Problem description: Please show every line in the entries below that includes the word "Debug".

"""

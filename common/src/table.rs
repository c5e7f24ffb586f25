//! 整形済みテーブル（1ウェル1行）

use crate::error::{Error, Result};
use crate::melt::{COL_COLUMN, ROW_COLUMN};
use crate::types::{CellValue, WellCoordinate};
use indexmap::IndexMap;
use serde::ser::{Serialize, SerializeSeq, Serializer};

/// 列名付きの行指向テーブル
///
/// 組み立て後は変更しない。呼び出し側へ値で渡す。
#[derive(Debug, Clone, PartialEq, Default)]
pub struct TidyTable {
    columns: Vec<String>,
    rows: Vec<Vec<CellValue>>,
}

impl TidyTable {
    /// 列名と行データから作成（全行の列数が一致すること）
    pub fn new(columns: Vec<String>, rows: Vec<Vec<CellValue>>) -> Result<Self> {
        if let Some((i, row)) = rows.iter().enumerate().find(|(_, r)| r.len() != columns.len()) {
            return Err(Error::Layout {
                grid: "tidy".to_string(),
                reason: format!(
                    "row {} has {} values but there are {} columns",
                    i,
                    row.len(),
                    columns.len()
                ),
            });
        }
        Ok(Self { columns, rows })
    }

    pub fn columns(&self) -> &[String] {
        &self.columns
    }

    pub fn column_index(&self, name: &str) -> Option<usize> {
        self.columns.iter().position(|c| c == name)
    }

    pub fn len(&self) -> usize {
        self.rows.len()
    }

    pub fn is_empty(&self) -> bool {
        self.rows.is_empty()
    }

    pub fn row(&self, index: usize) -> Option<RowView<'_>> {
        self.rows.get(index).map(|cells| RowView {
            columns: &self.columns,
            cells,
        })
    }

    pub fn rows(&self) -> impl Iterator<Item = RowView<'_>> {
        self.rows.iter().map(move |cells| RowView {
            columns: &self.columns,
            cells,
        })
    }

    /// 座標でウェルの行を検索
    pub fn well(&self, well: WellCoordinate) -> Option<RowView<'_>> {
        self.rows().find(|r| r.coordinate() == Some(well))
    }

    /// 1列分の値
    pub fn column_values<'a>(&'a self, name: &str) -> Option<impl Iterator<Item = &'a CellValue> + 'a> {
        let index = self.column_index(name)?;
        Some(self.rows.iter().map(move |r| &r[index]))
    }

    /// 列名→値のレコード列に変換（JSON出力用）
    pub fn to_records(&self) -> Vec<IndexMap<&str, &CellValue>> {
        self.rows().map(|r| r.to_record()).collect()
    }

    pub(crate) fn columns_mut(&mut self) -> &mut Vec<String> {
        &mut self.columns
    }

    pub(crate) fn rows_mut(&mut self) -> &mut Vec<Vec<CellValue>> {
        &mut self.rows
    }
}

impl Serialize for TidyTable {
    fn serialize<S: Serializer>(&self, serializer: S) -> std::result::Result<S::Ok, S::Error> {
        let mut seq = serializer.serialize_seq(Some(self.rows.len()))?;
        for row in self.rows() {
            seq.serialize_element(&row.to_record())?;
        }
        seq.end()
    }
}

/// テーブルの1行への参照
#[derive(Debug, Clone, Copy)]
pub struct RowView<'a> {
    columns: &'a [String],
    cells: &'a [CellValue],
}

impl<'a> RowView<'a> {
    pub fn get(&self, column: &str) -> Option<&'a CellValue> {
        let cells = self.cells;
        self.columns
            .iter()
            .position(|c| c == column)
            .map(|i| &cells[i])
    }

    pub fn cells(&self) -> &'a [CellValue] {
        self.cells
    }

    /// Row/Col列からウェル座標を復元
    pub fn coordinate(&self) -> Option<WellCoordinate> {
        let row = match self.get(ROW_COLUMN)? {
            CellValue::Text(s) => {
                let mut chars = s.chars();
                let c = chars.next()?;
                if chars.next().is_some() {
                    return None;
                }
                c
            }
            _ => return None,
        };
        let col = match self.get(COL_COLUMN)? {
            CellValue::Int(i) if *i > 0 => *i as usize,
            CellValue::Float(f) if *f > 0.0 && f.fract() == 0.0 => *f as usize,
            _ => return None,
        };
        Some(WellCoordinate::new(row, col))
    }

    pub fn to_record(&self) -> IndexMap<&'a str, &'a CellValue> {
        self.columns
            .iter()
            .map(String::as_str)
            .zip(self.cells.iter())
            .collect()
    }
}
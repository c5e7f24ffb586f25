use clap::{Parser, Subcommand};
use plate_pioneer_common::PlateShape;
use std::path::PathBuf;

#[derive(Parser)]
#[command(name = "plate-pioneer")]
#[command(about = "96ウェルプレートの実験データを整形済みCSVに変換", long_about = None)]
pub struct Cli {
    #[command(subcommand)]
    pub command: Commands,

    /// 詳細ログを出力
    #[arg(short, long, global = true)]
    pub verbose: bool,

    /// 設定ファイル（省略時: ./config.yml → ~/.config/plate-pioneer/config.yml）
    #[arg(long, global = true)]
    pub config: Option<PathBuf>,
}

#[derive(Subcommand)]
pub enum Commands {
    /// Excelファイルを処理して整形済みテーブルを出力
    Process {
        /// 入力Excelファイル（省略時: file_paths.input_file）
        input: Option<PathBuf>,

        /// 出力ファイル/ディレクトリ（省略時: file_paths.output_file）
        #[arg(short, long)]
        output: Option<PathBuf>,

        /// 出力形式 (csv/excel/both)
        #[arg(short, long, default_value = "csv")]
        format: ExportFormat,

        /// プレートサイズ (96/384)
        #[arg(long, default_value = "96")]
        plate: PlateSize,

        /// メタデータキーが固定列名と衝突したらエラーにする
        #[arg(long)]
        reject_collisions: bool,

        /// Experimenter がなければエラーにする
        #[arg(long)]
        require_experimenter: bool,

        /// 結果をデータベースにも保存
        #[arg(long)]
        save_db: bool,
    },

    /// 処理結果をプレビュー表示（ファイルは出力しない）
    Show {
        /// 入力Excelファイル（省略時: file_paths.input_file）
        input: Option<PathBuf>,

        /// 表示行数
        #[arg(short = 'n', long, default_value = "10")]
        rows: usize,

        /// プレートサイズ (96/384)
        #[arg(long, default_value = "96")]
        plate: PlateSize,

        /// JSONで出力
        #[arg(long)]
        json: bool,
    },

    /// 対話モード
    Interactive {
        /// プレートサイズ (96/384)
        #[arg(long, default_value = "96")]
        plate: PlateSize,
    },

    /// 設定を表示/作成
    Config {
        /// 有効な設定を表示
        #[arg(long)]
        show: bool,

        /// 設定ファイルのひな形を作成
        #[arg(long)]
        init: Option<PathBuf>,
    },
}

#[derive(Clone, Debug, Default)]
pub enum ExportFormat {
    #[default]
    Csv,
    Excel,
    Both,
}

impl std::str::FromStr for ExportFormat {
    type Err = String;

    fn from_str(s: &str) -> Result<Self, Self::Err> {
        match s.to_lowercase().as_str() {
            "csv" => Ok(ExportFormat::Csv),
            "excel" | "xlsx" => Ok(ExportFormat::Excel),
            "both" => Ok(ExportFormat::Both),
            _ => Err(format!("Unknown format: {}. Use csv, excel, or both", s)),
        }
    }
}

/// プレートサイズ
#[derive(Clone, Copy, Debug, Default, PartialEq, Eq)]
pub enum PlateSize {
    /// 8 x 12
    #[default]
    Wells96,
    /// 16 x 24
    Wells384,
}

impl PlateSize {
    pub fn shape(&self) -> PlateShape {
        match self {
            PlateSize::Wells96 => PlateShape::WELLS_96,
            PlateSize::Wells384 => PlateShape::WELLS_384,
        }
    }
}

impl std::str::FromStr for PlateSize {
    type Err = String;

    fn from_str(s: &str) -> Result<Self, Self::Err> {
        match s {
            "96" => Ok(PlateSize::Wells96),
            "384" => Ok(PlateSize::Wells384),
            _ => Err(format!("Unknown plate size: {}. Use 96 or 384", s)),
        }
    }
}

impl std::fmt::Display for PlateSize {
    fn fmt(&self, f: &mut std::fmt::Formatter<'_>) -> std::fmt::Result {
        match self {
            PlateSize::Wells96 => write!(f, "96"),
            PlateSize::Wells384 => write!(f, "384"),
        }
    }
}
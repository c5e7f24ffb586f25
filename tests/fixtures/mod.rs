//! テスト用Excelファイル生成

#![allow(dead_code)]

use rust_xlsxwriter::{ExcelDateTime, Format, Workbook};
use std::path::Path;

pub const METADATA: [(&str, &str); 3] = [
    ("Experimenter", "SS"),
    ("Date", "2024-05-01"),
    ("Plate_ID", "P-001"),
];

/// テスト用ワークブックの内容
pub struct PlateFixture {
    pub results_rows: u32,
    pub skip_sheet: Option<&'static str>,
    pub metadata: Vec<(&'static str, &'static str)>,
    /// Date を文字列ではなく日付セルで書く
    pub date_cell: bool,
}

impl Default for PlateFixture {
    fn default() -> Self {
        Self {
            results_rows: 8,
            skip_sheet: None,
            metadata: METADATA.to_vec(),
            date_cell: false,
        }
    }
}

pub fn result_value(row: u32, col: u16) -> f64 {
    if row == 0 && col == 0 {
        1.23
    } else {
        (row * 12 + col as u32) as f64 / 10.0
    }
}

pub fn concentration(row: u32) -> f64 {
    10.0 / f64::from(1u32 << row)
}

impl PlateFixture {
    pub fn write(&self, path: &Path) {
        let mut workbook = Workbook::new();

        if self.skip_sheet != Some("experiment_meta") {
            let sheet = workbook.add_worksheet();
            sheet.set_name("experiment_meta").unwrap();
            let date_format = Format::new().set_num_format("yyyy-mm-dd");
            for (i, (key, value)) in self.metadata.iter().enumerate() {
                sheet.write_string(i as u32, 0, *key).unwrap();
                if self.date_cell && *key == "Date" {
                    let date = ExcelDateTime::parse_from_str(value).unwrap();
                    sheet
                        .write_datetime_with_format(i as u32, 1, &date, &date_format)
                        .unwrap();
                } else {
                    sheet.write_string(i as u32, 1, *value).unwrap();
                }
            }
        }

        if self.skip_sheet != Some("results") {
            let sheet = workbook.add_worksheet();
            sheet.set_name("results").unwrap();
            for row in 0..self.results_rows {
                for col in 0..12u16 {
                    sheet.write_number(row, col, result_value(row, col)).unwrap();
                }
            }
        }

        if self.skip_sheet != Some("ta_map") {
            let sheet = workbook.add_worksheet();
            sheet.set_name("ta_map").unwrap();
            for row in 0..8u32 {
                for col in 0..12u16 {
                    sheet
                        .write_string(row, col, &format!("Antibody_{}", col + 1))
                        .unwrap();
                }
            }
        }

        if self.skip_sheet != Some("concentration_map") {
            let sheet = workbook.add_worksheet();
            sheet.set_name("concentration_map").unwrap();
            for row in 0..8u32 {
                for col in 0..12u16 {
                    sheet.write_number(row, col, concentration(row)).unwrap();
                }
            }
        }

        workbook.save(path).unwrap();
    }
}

"""

Result:
#[derive(Debug, Clone, PartialEq, Default)]
#[derive(Debug, Clone, Copy)]
#[derive(Clone, Debug, Default)]
#[derive(Clone, Copy, Debug, Default, PartialEq, Eq)]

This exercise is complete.